Altimu10v5 strange readings in XY axis Euler output

[GrzegorzKarczewski]

Ok, so i've calibrated the device and have a strange output in euler.
sample.txt

Every axis works and shows correct values when i turn the Z axis clockwise.
But when i turn it to the lef(crossing North - 0 value) Z axis shows correct values but as you can see the other pitch and roll suddenly shows really high values around 170+ being still flat on the table.

When i switch to quaternion output the readings behave just fine and shows correct values for yaw pitch and roll however i turn the board around Z axis.

Can someone point me to the code thats responsible for that? I've looked through the main cpp file, but i dont see where it can fail like that.
Any help is appreciated
Thanks in advance!

Ps. Somehow turning the device along the Z axis counterclockwise interferes with calculating X and Y and its quite magical to me how this is happening

[DavidEGrayson]

Conversion from a quaternion to Euler angles is handled here:

void output_euler(quaternion & rotation)
{
  std::cout << (vector)(rotation.toRotationMatrix().eulerAngles(2, 1, 0)
                        * (180 / M_PI));
}

The Eigen library does all the work.

I forget what order the pitch, yaw, and roll variables get printed and how those angles are defined so I can't easily tell whether your output looks normal or not. Some discontinuities are to be expected if you put your board at a weird angle.

[GrzegorzKarczewski]

Lets say i have Y=5 P=0 R =0. Device laying flat on the table. When i turn Yaw clockwise, P and R behave normally, showing right values when turning on angles +clockwise, but when i turn Yaw counter clockwise lets say it will be looking like this:
Y P R
3 0 0
2 0 0
1 0 -1
0 0 0
179 177 176
178 176 177
177 177 176
176 176 177
175 177 175
174 177 176
etc

As you see, turning the device counterclockwise makes readings from Pitch and roll acting weird

[DavidEGrayson]

The numbers are technically valid because Euler angles of {0, 0, 0} represent the same rotation as Euler angles of {180, 180, 180}. I used a Euler angle visualizer to verify that:

http://danceswithcode.net/engineeringnotes/rotations_in_3d/demo3D/rotations_in_3d_tool.html

It looks like the Eigen library method we are using is trying to keep the yaw variable between 0 and 180. That's an unfortunate choice; it would be better if it tried to keep pitch variable between -90 and 90, because that's how we think about the pitch of a plane. I'll keep this issue open as a reminder to look into that.
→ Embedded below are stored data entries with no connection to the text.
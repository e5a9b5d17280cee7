//! Closed-loop evaluation episodes.

use gradpilot_control::{ParamStore, Policy};
use gradpilot_diff::all_finite;
use gradpilot_model::Dynamics;
use gradpilot_reference::Trajectory;
use rayon::prelude::*;
use serde::{Deserialize, Serialize};

use crate::error::{EvalError, Result};
use crate::recorder::RolloutRecorder;
use crate::report::{EpisodeResult, FailureKind, MetricsReport};

/// Evaluation settings.
#[derive(Debug, Clone, PartialEq, Serialize, Deserialize)]
#[serde(default)]
pub struct EvalConfig {
    /// Steps per episode. `None` runs each trajectory to its end.
    pub horizon: Option<usize>,
    /// Reference window length. `None` uses the controller's maximum window.
    pub window: Option<usize>,
    /// Position error (m) above which an episode counts as failed.
    pub divergence_threshold: f64,
}

impl Default for EvalConfig {
    fn default() -> Self {
        Self {
            horizon: None,
            window: None,
            divergence_threshold: 1.0,
        }
    }
}

impl EvalConfig {
    pub fn validate(&self) -> Result<()> {
        if self.horizon == Some(0) {
            return Err(EvalError::Configuration("horizon must be positive".into()));
        }
        if self.window == Some(0) {
            return Err(EvalError::Configuration("window must be positive".into()));
        }
        if !(self.divergence_threshold > 0.0) {
            return Err(EvalError::Configuration(format!(
                "divergence_threshold must be positive, got {}",
                self.divergence_threshold
            )));
        }
        Ok(())
    }
}

/// Runs a policy against a dynamics model on held-out trajectories.
///
/// The dynamics may differ from the training model in its parameters (model
/// mismatch), but must agree in vehicle and dimensions.
pub struct Evaluator<'a, D: Dynamics> {
    dynamics: &'a D,
    policy: &'a Policy,
    config: EvalConfig,
}

impl<'a, D: Dynamics> Evaluator<'a, D> {
    pub fn new(dynamics: &'a D, policy: &'a Policy, config: EvalConfig) -> Result<Self> {
        config.validate()?;
        if policy.vehicle() != dynamics.name() {
            return Err(EvalError::Configuration(format!(
                "controller was built for '{}', evaluating on '{}'",
                policy.vehicle(),
                dynamics.name()
            )));
        }
        if policy.state_dim() != dynamics.state_dim()
            || policy.control_dim() != dynamics.control_dim()
        {
            return Err(EvalError::Configuration(format!(
                "controller dimensions {}x{} do not match dynamics {}x{}",
                policy.state_dim(),
                policy.control_dim(),
                dynamics.state_dim(),
                dynamics.control_dim()
            )));
        }
        if let Some(w) = config.window {
            if w > policy.max_window() {
                return Err(EvalError::Configuration(format!(
                    "window {w} exceeds the controller's maximum window {}",
                    policy.max_window()
                )));
            }
        }
        Ok(Self {
            dynamics,
            policy,
            config,
        })
    }

    pub fn config(&self) -> &EvalConfig {
        &self.config
    }

    fn window(&self) -> usize {
        self.config.window.unwrap_or(self.policy.max_window())
    }

    fn horizon(&self, trajectory: &Trajectory) -> usize {
        self.config
            .horizon
            .unwrap_or_else(|| trajectory.len().saturating_sub(1).max(1))
    }

    fn check_trajectory(&self, trajectory: &Trajectory) -> Result<()> {
        if trajectory.state_dim() != self.dynamics.state_dim() {
            return Err(EvalError::Configuration(format!(
                "trajectory '{}' has state dimension {}, expected {}",
                trajectory.id,
                trajectory.state_dim(),
                self.dynamics.state_dim()
            )));
        }
        Ok(())
    }

    /// Run one episode from the trajectory's first state.
    ///
    /// Divergence is reported in the result, not as an error.
    pub fn run_episode(
        &self,
        params: &[f64],
        trajectory: &Trajectory,
        mut recorder: Option<&mut RolloutRecorder>,
    ) -> Result<EpisodeResult> {
        self.check_trajectory(trajectory)?;
        let horizon = self.horizon(trajectory);
        let window_len = self.window();
        let dt = trajectory.dt;

        let mut state = trajectory.state(0).to_vec();
        let mut failure = None;
        let mut steps_survived = 0;
        let mut simulated = 0;
        let mut position_sq = 0.0;
        let mut tracking = 0.0;

        for t in 0..horizon {
            let window = trajectory.window(t + 1, window_len);
            let control = self.policy.act_with(params, &state, &window);
            if !all_finite(&control) {
                failure = Some(FailureKind::NonFinite);
                break;
            }
            let next = self.dynamics.advance(&state, &control, dt);
            if !all_finite(&next) {
                failure = Some(FailureKind::NonFinite);
                break;
            }
            let reference = trajectory.state(t + 1);
            if let Some(rec) = recorder.as_deref_mut() {
                rec.record(t as f64 * dt, &state, &control, reference);
            }

            let err_sq = self.dynamics.position_error_sq(&next, reference);
            position_sq += err_sq;
            tracking += self.dynamics.tracking_error(&next, reference);
            simulated += 1;
            state = next;

            if err_sq.sqrt() > self.config.divergence_threshold {
                failure = Some(FailureKind::ThresholdExceeded);
                break;
            }
            steps_survived += 1;
        }

        let n = simulated.max(1) as f64;
        Ok(EpisodeResult {
            trajectory_id: trajectory.id.clone(),
            horizon,
            steps_survived,
            failure,
            position_rmse: (position_sq / n).sqrt(),
            mean_tracking_error: tracking / n,
        })
    }

    fn check_params(&self, params: &ParamStore) -> Result<Vec<f64>> {
        self.policy.check_params(params)?;
        Ok(params.to_flat())
    }

    /// Evaluate every trajectory in parallel.
    pub fn evaluate(
        &self,
        params: &ParamStore,
        trajectories: &[Trajectory],
    ) -> Result<MetricsReport> {
        let flat = self.check_params(params)?;
        let episodes = trajectories
            .par_iter()
            .map(|traj| self.run_episode(&flat, traj, None))
            .collect::<Result<Vec<_>>>()?;
        Ok(MetricsReport::from_episodes(self.dynamics.name(), episodes))
    }

    /// Like [`Evaluator::evaluate`], also returning one trace per trajectory.
    pub fn evaluate_with_traces(
        &self,
        params: &ParamStore,
        trajectories: &[Trajectory],
    ) -> Result<(MetricsReport, Vec<RolloutRecorder>)> {
        let flat = self.check_params(params)?;
        let (episodes, traces): (Vec<_>, Vec<_>) = trajectories
            .par_iter()
            .map(|traj| {
                let mut rec = RolloutRecorder::new(traj.id.clone());
                self.run_episode(&flat, traj, Some(&mut rec)).map(|e| (e, rec))
            })
            .collect::<Result<Vec<_>>>()?
            .into_iter()
            .unzip();
        Ok((MetricsReport::from_episodes(self.dynamics.name(), episodes), traces))
    }
}

#[cfg(test)]
mod tests {
    use super::*;
    use gradpilot_control::ControllerConfig;
    use gradpilot_reference::TrajectoryGenerator;
    use gradpilot_vehicles::{CartPole, CartPoleParams, Quadrotor};
    use rand::SeedableRng;
    use rand::rngs::StdRng;

    fn cartpole_policy(cartpole: &CartPole) -> (Policy, ParamStore) {
        let policy = Policy::new(ControllerConfig::default(), cartpole).unwrap();
        let params = policy.initialize(&mut StdRng::seed_from_u64(7)).unwrap();
        (policy, params)
    }

    fn upright(steps: usize) -> Trajectory {
        TrajectoryGenerator::constant("upright", vec![0.0; 4], steps, 0.02).unwrap()
    }

    #[test]
    fn test_episode_runs_full_horizon() {
        let cartpole = CartPole::default();
        let (policy, params) = cartpole_policy(&cartpole);
        let eval = Evaluator::new(&cartpole, &policy, EvalConfig::default()).unwrap();
        let result = eval.run_episode(&params.to_flat(), &upright(20), None).unwrap();
        assert_eq!(result.horizon, 20);
        assert_eq!(result.steps_survived, 20);
        assert!(result.failure.is_none());
        assert!(result.position_rmse.is_finite());
    }

    #[test]
    fn test_threshold_failure_is_recorded() {
        let cartpole = CartPole::default();
        let (policy, params) = cartpole_policy(&cartpole);
        let config = EvalConfig {
            divergence_threshold: 0.5,
            ..Default::default()
        };
        let eval = Evaluator::new(&cartpole, &policy, config).unwrap();
        // Reference jumps 10 m down the rail.
        let far =
            Trajectory::new("far", 0.02, vec![vec![0.0; 4], vec![10.0, 0.0, 0.0, 0.0]]).unwrap();
        let result = eval.run_episode(&params.to_flat(), &far, None).unwrap();
        assert_eq!(result.failure, Some(FailureKind::ThresholdExceeded));
        assert_eq!(result.steps_survived, 0);
    }

    #[test]
    fn test_nonfinite_parameters_fail_episode() {
        let cartpole = CartPole::default();
        let (policy, params) = cartpole_policy(&cartpole);
        let flat = vec![f64::NAN; params.len()];
        let eval = Evaluator::new(&cartpole, &policy, EvalConfig::default()).unwrap();
        let result = eval.run_episode(&flat, &upright(5), None).unwrap();
        assert_eq!(result.failure, Some(FailureKind::NonFinite));
        assert_eq!(result.position_rmse, 0.0);
    }

    #[test]
    fn test_evaluate_collects_traces() {
        let cartpole = CartPole::default();
        let (policy, params) = cartpole_policy(&cartpole);
        let config = EvalConfig {
            horizon: Some(10),
            ..Default::default()
        };
        let eval = Evaluator::new(&cartpole, &policy, config).unwrap();
        let mut generator = TrajectoryGenerator::new(3);
        let trajs: Vec<_> = (0..4)
            .map(|i| generator.cartpole_sweep(&format!("t{i}"), 30, 0.02).unwrap())
            .collect();
        let (report, traces) = eval.evaluate_with_traces(&params, &trajs).unwrap();
        assert_eq!(report.n_episodes, 4);
        assert_eq!(traces.len(), 4);
        assert_eq!(traces[1].trajectory_id, "t1");
        for (trace, episode) in traces.iter().zip(&report.episodes) {
            assert!(trace.len() >= episode.steps_survived);
        }

        let plain = eval.evaluate(&params, &trajs).unwrap();
        assert_eq!(plain, report);
    }

    #[test]
    fn test_model_mismatch_same_vehicle_allowed() {
        let train = CartPole::default();
        let (policy, params) = cartpole_policy(&train);
        let heavier = CartPole::new(CartPoleParams {
            pole_mass: 0.2,
            ..Default::default()
        })
        .unwrap();
        let eval = Evaluator::new(&heavier, &policy, EvalConfig::default()).unwrap();
        assert!(eval.evaluate(&params, &[upright(10)]).is_ok());
    }

    #[test]
    fn test_vehicle_mismatch_is_fatal() {
        let cartpole = CartPole::default();
        let (policy, _) = cartpole_policy(&cartpole);
        let quad = Quadrotor::default();
        assert!(matches!(
            Evaluator::new(&quad, &policy, EvalConfig::default()),
            Err(EvalError::Configuration(_))
        ));
    }

    #[test]
    fn test_wrong_trajectory_dimension_is_fatal() {
        let cartpole = CartPole::default();
        let (policy, params) = cartpole_policy(&cartpole);
        let eval = Evaluator::new(&cartpole, &policy, EvalConfig::default()).unwrap();
        let bad = Trajectory::new("bad", 0.02, vec![vec![0.0; 3]; 3]).unwrap();
        assert!(matches!(
            eval.evaluate(&params, &[bad]),
            Err(EvalError::Configuration(_))
        ));
    }

    #[test]
    fn test_invalid_config_rejected() {
        let cartpole = CartPole::default();
        let (policy, _) = cartpole_policy(&cartpole);
        let config = EvalConfig {
            window: Some(policy.max_window() + 1),
            ..Default::default()
        };
        assert!(Evaluator::new(&cartpole, &policy, config).is_err());
    }
}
You can probably just subtract 180 from each angle when it gives you annoying values like this; I suspect that's valid but haven't thought about it hard enough to be sure.

[GrzegorzKarczewski]

Thanks for the answer. It seems like this is the case. With a change on Yaw from 180- -> 0, Pitch and roll are also changing base angle , and are showing values from 180->0.
Everything works fine between Yaw 0+ -> 180. So the solution that you proposed may be accurate.

Thanks!

[kramer65]

Hi @DavidEGrayson and @GrzegorzKarczewski - I'm struggling with the same thing as you guys. I understand that the readings are correct, but I'm having a hard time converting them to "normal" readings (although I'm also having a hard time defining "normal").

Did you guys come up with something workable or more intuitive that this? If so, how did you calculate it?

[GrzegorzKarczewski]

Hi @kramer65.
I've dropped that project because there was many noise in the readings when i attached the device to car(probably due to shaking and interference from metal). I'm no cpp expert so apart from showing you my changes to code i cant really help you further.

[kramer65]

@GrzegorzKarczewski and for any future readers. In the end I read out the results in Go and converted it using the (Go) code below. This gives every number between -180 and 180.

yaw_raw, _ := strconv.ParseFloat(imu_results[0], 64)
pitch_raw, _ := strconv.ParseFloat(imu_results[1], 64)
roll_raw, _ := strconv.ParseFloat(imu_results[2], 64)

yaw := 0.0
pitch := 0.0
roll := 0.0
if pitch_raw > 90 {
	yaw = -(180 - yaw_raw)
	pitch = 180 - pitch_raw
	if roll_raw > 0 {
		roll = (180 - roll_raw) * -1
	} else {
		roll = 180 - math.Abs(roll_raw)
	}
} else if pitch_raw < -90 {
	yaw = -(180 - yaw_raw)
	pitch = 180 - math.Abs(pitch_raw)
	if roll_raw > 0 {
		roll = (180 - roll_raw) * -1
	} else {
		roll = 180 - math.Abs(roll_raw)
	}
} else {
	yaw = yaw_raw
	pitch = pitch_raw
	roll = roll_raw
}
fmt.Println("CLEAN:  yaw", yaw, "pitch", pitch, "roll", roll)

After this I'll also need a Kalman filter, but that's for later.